The Fix: Engine-Agnostic Regex Strip
When a template owns the title (renders <h1>{{ .Title }}</h1> from front matter),
strip the first h1 from the rendered content before outputting it.
Hugo:
{{ replaceRE "<h1[^>]*>.*?</h1>" "" .Content 1 | safeHTML }}
Jinja2 / Flask:
import re
content = re.sub(r'<h1[^>]*>.*?</h1>', '', content, count=1, flags=re.DOTALL)
Nunjucks / Liquid / any engine: equivalent string replace on the rendered HTML.
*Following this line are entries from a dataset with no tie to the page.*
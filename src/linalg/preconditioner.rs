//! Preconditioners for the Krylov solvers
//!
//! - [`PreconditionerKind::None`]: `z = r`
//! - [`PreconditionerKind::Jacobi`]: `z_i = r_i / A_ii`, order-optimal for
//!   mass matrices
//! - [`PreconditionerKind::Ilu`]: incomplete LU without fill-in, for the
//!   general systems of implicit schemes
//!
//! Every preconditioner is built from an operator once per solve and then
//! only applied.

use nalgebra::DVector;
use nalgebra_sparse::CsrMatrix;

use crate::error::StepperError;

/// Diagonal entries below this magnitude are treated as missing by Jacobi.
const JACOBI_ZERO_THRESHOLD: f64 = 1e-14;

/// Preconditioner selection in [`SolverSettings`](crate::linalg::SolverSettings)
#[derive(Debug, Clone, Copy, PartialEq, Eq, Default)]
pub enum PreconditionerKind {
    None,
    #[default]
    Jacobi,
    Ilu,
}

impl PreconditionerKind {
    pub fn name(&self) -> &'static str {
        match self {
            Self::None => "none",
            Self::Jacobi => "Jacobi",
            Self::Ilu => "ILU(0)",
        }
    }
}

/// Preconditioner built from a concrete operator
#[derive(Debug, Clone)]
pub enum Preconditioner {
    Identity,
    /// Inverse diagonal
    Jacobi(DVector<f64>),
    Ilu(Ilu0),
}

impl Preconditioner {
    /// Build the preconditioner of kind `kind` from `operator`
    pub fn build(kind: PreconditionerKind, operator: &CsrMatrix<f64>) -> Result<Self, StepperError> {
        match kind {
            PreconditionerKind::None => Ok(Self::Identity),
            PreconditionerKind::Jacobi => {
                let inverse = crate::linalg::diagonal(operator).map(|d| {
                    if d.abs() > JACOBI_ZERO_THRESHOLD {
                        1.0 / d
                    } else {
                        1.0
                    }
                });
                Ok(Self::Jacobi(inverse))
            }
            PreconditionerKind::Ilu => Ok(Self::Ilu(Ilu0::factorize(operator)?)),
        }
    }

    /// `z = P^-1 r`
    pub fn apply(&self, r: &DVector<f64>) -> DVector<f64> {
        match self {
            Self::Identity => r.clone(),
            Self::Jacobi(inverse) => r.component_mul(inverse),
            Self::Ilu(ilu) => ilu.solve(r),
        }
    }
}

// =================================================================================================
// ILU(0)
// =================================================================================================

/// Incomplete LU factorization restricted to the pattern of the operator
///
/// `L` (unit lower) and `U` share the CSR storage of the operator; `diag[i]`
/// is the position of `U_ii` in row `i`.
#[derive(Debug, Clone)]
pub struct Ilu0 {
    offsets: Vec<usize>,
    columns: Vec<usize>,
    values: Vec<f64>,
    diag: Vec<usize>,
}

impl Ilu0 {
    /// Factorize `operator` in place of a copy of its values
    ///
    /// Fails with [`StepperError::Breakdown`] on a missing or zero pivot.
    pub fn factorize(operator: &CsrMatrix<f64>) -> Result<Self, StepperError> {
        let n = operator.nrows();
        let (offsets, columns, values) = operator.csr_data();
        let offsets = offsets.to_vec();
        let columns = columns.to_vec();
        let mut values = values.to_vec();

        let mut diag = Vec::with_capacity(n);
        for i in 0..n {
            let row = &columns[offsets[i]..offsets[i + 1]];
            let position = row.binary_search(&i).map_err(|_| StepperError::Breakdown {
                method: "ILU(0)".to_string(),
                reason: format!("row {i} has no diagonal entry"),
            })?;
            diag.push(offsets[i] + position);
        }

        for i in 0..n {
            let end = offsets[i + 1];

            for p in offsets[i]..diag[i] {
                let k = columns[p];
                let factor = values[p] / values[diag[k]];
                values[p] = factor;

                let row_k = &columns[diag[k] + 1..offsets[k + 1]];
                for q in p + 1..end {
                    if let Ok(found) = row_k.binary_search(&columns[q]) {
                        let update = factor * values[diag[k] + 1 + found];
                        values[q] -= update;
                    }
                }
            }

            // Rows are processed in order, so every pivot used above was checked here.
            if values[diag[i]] == 0.0 {
                return Err(StepperError::Breakdown {
                    method: "ILU(0)".to_string(),
                    reason: format!("zero pivot in row {i}"),
                });
            }
        }

        Ok(Self {
            offsets,
            columns,
            values,
            diag,
        })
    }

    /// Solve `L U z = r`
    pub fn solve(&self, r: &DVector<f64>) -> DVector<f64> {
        let n = self.diag.len();
        let mut z = r.clone();

        for i in 0..n {
            let mut sum = z[i];
            for p in self.offsets[i]..self.diag[i] {
                sum -= self.values[p] * z[self.columns[p]];
            }
            z[i] = sum;
        }

        for i in (0..n).rev() {
            let mut sum = z[i];
            for p in self.diag[i] + 1..self.offsets[i + 1] {
                sum -= self.values[p] * z[self.columns[p]];
            }
            z[i] = sum / self.values[self.diag[i]];
        }

        z
    }
}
This is a string operation on already-rendered HTML, not a template-engine concept. It ports to any engine without modification.
Why Not Other Approaches
- Author convention (don't write
# Titlein vault files): breaks compatibility with the entire markdown ecosystem. - Hugo render hooks (
layouts/vault/_markup/render-heading.html): Hugo-specific, not portable. - CSS
display: none: h1 still exists in DOM — screen readers read it, search engines index it. Semantically wrong.
Engine-Agnostic Principle
ASW templates are prototyped in Hugo but must be portable to Flask/Jinja2 or any other engine. Template logic should express what, not how:
- What: "strip h1 from content if front matter title is present"
- How: engine-specific implementation of the same string operation
Hugo-specific features (render hooks, shortcodes) are acceptable as prototyping tools but should not become load-bearing parts of the template design.